Amr El-Maghraby (born 1992) is from Alexandria, Egypt. He holds a BA and MA in Fine Arts from the Faculty of Fine Arts, Alexandria University. He studied contemporary art at the independent art space MASS Alexandria 2015. In 2012, he co-founded the Bab Ashra art space in Alexandria. Two years ago, he moved to Dahab, a mountainous Bedouin town with a distinctive natural character in Egypt, currently undergoing social transformation between its Bedouin inhabitants and a remote-worker community. His practice spans multiple media. Interested in economics, his practice re-examine the mechanisms of exchange and monetary system. drawing inspiration from historically diverse contexts of how economic systems, have transformed into vehicles for social memory and collective imagination.
My recent preoccupations and interests revolve around the potential economic transformations that accompany the digital transformation, and how economic tools can become vehicles for collective memory and imagination, redefining the meaning andrepositories of value. I question how value is reshaped and linked to scarcity digital economic colonialism. My recent interest in these contexts stems from the challenges I face in my homeland of Egypt. This has transformed the research process into a personal research, exploring how collective consciousness redefines value.
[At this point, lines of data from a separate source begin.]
//! Service registry shared by the host and plugin modules.
//!
//! `ServiceCollection` is the mutable registry used while the host is being
//! configured. It is only ever touched from the startup thread. `build()`
//! freezes it into a `ServiceProvider`, which is cheap to clone and read-only.

use crate::error::{ServiceError, ServiceResult};
use std::any::{Any, TypeId};
use std::collections::HashMap;
use std::sync::Arc;

type SharedService = Arc<dyn Any + Send + Sync>;

#[derive(Clone)]
struct ServiceSlot {
    type_name: &'static str,
    instances: Vec<SharedService>,
}

/// Registrations keyed by concrete type. Several registrations of one type
/// are kept in order; lookups return the most recent one.
#[derive(Default)]
pub struct ServiceCollection {
    slots: HashMap<TypeId, ServiceSlot>,
    order: Vec<TypeId>,
}

impl ServiceCollection {
    pub fn new() -> Self {
        Self::default()
    }

    /// Register a singleton value.
    pub fn add_singleton<T: Any + Send + Sync>(&mut self, service: T) -> &mut Self {
        self.add_shared(Arc::new(service))
    }

    /// Register an already shared singleton.
    pub fn add_shared<T: Any + Send + Sync>(&mut self, service: Arc<T>) -> &mut Self {
        let id = TypeId::of::<T>();
        let slot = self.slots.entry(id).or_insert_with(|| ServiceSlot {
            type_name: std::any::type_name::<T>(),
            instances: Vec::new(),
        });
        if slot.instances.is_empty() {
            self.order.push(id);
        }
        slot.instances.push(service);
        self
    }

    /// Register `service` only if no service of that type exists yet.
    /// Returns `true` when the value was added.
    pub fn try_add_singleton<T: Any + Send + Sync>(&mut self, service: T) -> bool {
        if self.contains::<T>() {
            return false;
        }
        self.add_singleton(service);
        true
    }

    pub fn contains<T: Any + Send + Sync>(&self) -> bool {
        self.slots.contains_key(&TypeId::of::<T>())
    }

    pub fn get<T: Any + Send + Sync>(&self) -> Option<Arc<T>> {
        lookup_last(&self.slots)
    }

    /// Like `get`, but a missing service is an error naming the type.
    pub fn require<T: Any + Send + Sync>(&self) -> ServiceResult<Arc<T>> {
        self.get::<T>().ok_or_else(ServiceError::missing::<T>)
    }

    pub fn get_all<T: Any + Send + Sync>(&self) -> Vec<Arc<T>> {
        lookup_all(&self.slots)
    }

    /// Number of distinct service types registered.
    pub fn len(&self) -> usize {
        self.order.len()
    }

    pub fn is_empty(&self) -> bool {
        self.order.is_empty()
    }

    /// Type names in first-registration order.
    pub fn type_names(&self) -> Vec<&'static str> {
        self.order
            .iter()
            .filter_map(|id| self.slots.get(id).map(|slot| slot.type_name))
            .collect()
    }

    pub fn build(self) -> ServiceProvider {
        ServiceProvider {
            slots: Arc::new(self.slots),
        }
    }
}

impl std::fmt::Debug for ServiceCollection {
    fn fmt(&self, f: &mut std::fmt::Formatter<'_>) -> std::fmt::Result {
        f.debug_struct("ServiceCollection")
            .field("services", &self.type_names())
            .finish()
    }
}

/// Frozen registry handed to the web application and its handlers.
#[derive(Clone, Default)]
pub struct ServiceProvider {
    slots: Arc<HashMap<TypeId, ServiceSlot>>,
}

impl ServiceProvider {
    pub fn get<T: Any + Send + Sync>(&self) -> Option<Arc<T>> {
        lookup_last(&self.slots)
    }

    pub fn require<T: Any + Send + Sync>(&self) -> ServiceResult<Arc<T>> {
        self.get::<T>().ok_or_else(ServiceError::missing::<T>)
    }

    pub fn get_all<T: Any + Send + Sync>(&self) -> Vec<Arc<T>> {
        lookup_all(&self.slots)
    }
}

impl std::fmt::Debug for ServiceProvider {
    fn fmt(&self, f: &mut std::fmt::Formatter<'_>) -> std::fmt::Result {
        f.debug_struct("ServiceProvider")
            .field("services", &self.slots.len())
            .finish()
    }
}

fn lookup_last<T: Any + Send + Sync>(slots: &HashMap<TypeId, ServiceSlot>) -> Option<Arc<T>> {
    let slot = slots.get(&TypeId::of::<T>())?;
    let last = slot.instances.last()?.clone();
    last.downcast::<T>().ok()
}

fn lookup_all<T: Any + Send + Sync>(slots: &HashMap<TypeId, ServiceSlot>) -> Vec<Arc<T>> {
    slots
        .get(&TypeId::of::<T>())
        .map(|slot| {
            slot.instances
                .iter()
                .filter_map(|service| service.clone().downcast::<T>().ok())
                .collect()
        })
        .unwrap_or_default()
}
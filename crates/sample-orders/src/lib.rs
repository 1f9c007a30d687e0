//! Sample plugin module: an in-memory order book.
//!
//! Build as a `cdylib`, package it under `lib/portico<major>.<minor>/` of an
//! `orders.ppkg` archive and drop the archive into the plugin root. The host
//! only accepts it from the same cargo build, since both sides must agree on
//! the build fingerprint.

use portico_plugin::axum::Json;
use portico_plugin::axum::extract::Path;
use portico_plugin::axum::http::StatusCode;
use portico_plugin::axum::response::IntoResponse;
use portico_plugin::portico_api::{
    HostEnvironment, ServiceCollection, ServiceResult, WebApplication,
};
use portico_plugin::{BoxError, EndpointDefinition, FromServices, export_module};
use serde::{Deserialize, Serialize};
use std::sync::atomic::{AtomicUsize, Ordering};
use std::sync::{Arc, PoisonError, RwLock};

#[derive(Debug, Clone, PartialEq, Eq, Serialize, Deserialize)]
pub struct Order {
    pub id: u64,
    pub item: String,
    pub quantity: u32,
}

#[derive(Debug, Clone, Deserialize)]
pub struct NewOrder {
    pub item: String,
    pub quantity: u32,
}

#[derive(Debug, Default)]
pub struct OrderStore {
    orders: RwLock<Vec<Order>>,
}

impl OrderStore {
    pub fn list(&self) -> Vec<Order> {
        self.orders
            .read()
            .unwrap_or_else(PoisonError::into_inner)
            .clone()
    }

    pub fn get(&self, id: u64) -> Option<Order> {
        self.orders
            .read()
            .unwrap_or_else(PoisonError::into_inner)
            .iter()
            .find(|order| order.id == id)
            .cloned()
    }

    pub fn add(&self, new: NewOrder) -> Order {
        let mut orders = self.orders.write().unwrap_or_else(PoisonError::into_inner);
        let order = Order {
            id: orders.len() as u64 + 1,
            item: new.item,
            quantity: new.quantity,
        };
        orders.push(order.clone());
        order
    }
}

/// `GET /orders`, `GET /orders/{id}` and `POST /orders`.
pub struct OrderEndpoints;

impl FromServices for OrderEndpoints {
    fn from_services(_services: &ServiceCollection) -> ServiceResult<Self> {
        Ok(OrderEndpoints)
    }
}

impl EndpointDefinition for OrderEndpoints {
    fn define_services(&self, services: &mut ServiceCollection) -> Result<(), BoxError> {
        services.try_add_singleton(OrderStore::default());
        Ok(())
    }

    fn define_endpoints(
        &self,
        app: &mut WebApplication,
        _env: &HostEnvironment,
    ) -> Result<(), BoxError> {
        let store = app.services().require::<OrderStore>()?;

        let list = Arc::clone(&store);
        app.map_get("/orders", move || {
            let store = Arc::clone(&list);
            async move { Json(store.list()) }
        });

        let lookup = Arc::clone(&store);
        app.map_get("/orders/{id}", move |Path(id): Path<u64>| {
            let store = Arc::clone(&lookup);
            async move {
                match store.get(id) {
                    Some(order) => Json(order).into_response(),
                    None => StatusCode::NOT_FOUND.into_response(),
                }
            }
        });

        app.map_post("/orders", move |Json(new): Json<NewOrder>| {
            let store = Arc::clone(&store);
            async move { (StatusCode::CREATED, Json(store.add(new))) }
        });
        Ok(())
    }
}

/// How many times the host has built [`OrderSwaggerDoc`]. Documentation
/// generators are never treated as endpoint definitions, so this stays zero.
pub static SWAGGER_DOC_INSTANCES: AtomicUsize = AtomicUsize::new(0);

/// API documentation for the order endpoints.
pub struct OrderSwaggerDoc;

impl FromServices for OrderSwaggerDoc {
    fn from_services(_services: &ServiceCollection) -> ServiceResult<Self> {
        SWAGGER_DOC_INSTANCES.fetch_add(1, Ordering::SeqCst);
        Ok(OrderSwaggerDoc)
    }
}

impl EndpointDefinition for OrderSwaggerDoc {
    fn define_endpoints(
        &self,
        app: &mut WebApplication,
        _env: &HostEnvironment,
    ) -> Result<(), BoxError> {
        app.map_get("/swagger/orders.json", || async { "{}" });
        Ok(())
    }
}

export_module! {
    name: "orders",
    entry: Program,
    definitions: [OrderEndpoints, OrderSwaggerDoc],
}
I have turned to classical literature that address timeless human desires and aspirations, the myths and visions of alchemists concerning the transformations of matter and meaning, and narratives such as Boccaccio’s “The Decameron,” which describes the plight of a group of young people in the 14th century who fled a plague-ridden city to a remote one to forge a positive experience. This period is historically marked as the beginning of the decline of the Middle Ages and the dawn of the Renaissance. The novel describes the changes that followed the crisis, including the rise of mystical practices aimed at reaching God through reason and the emergence of a bourgeois social class of artisans who acquired wealth. Novels and works from this historical period hold significant interest in my practice.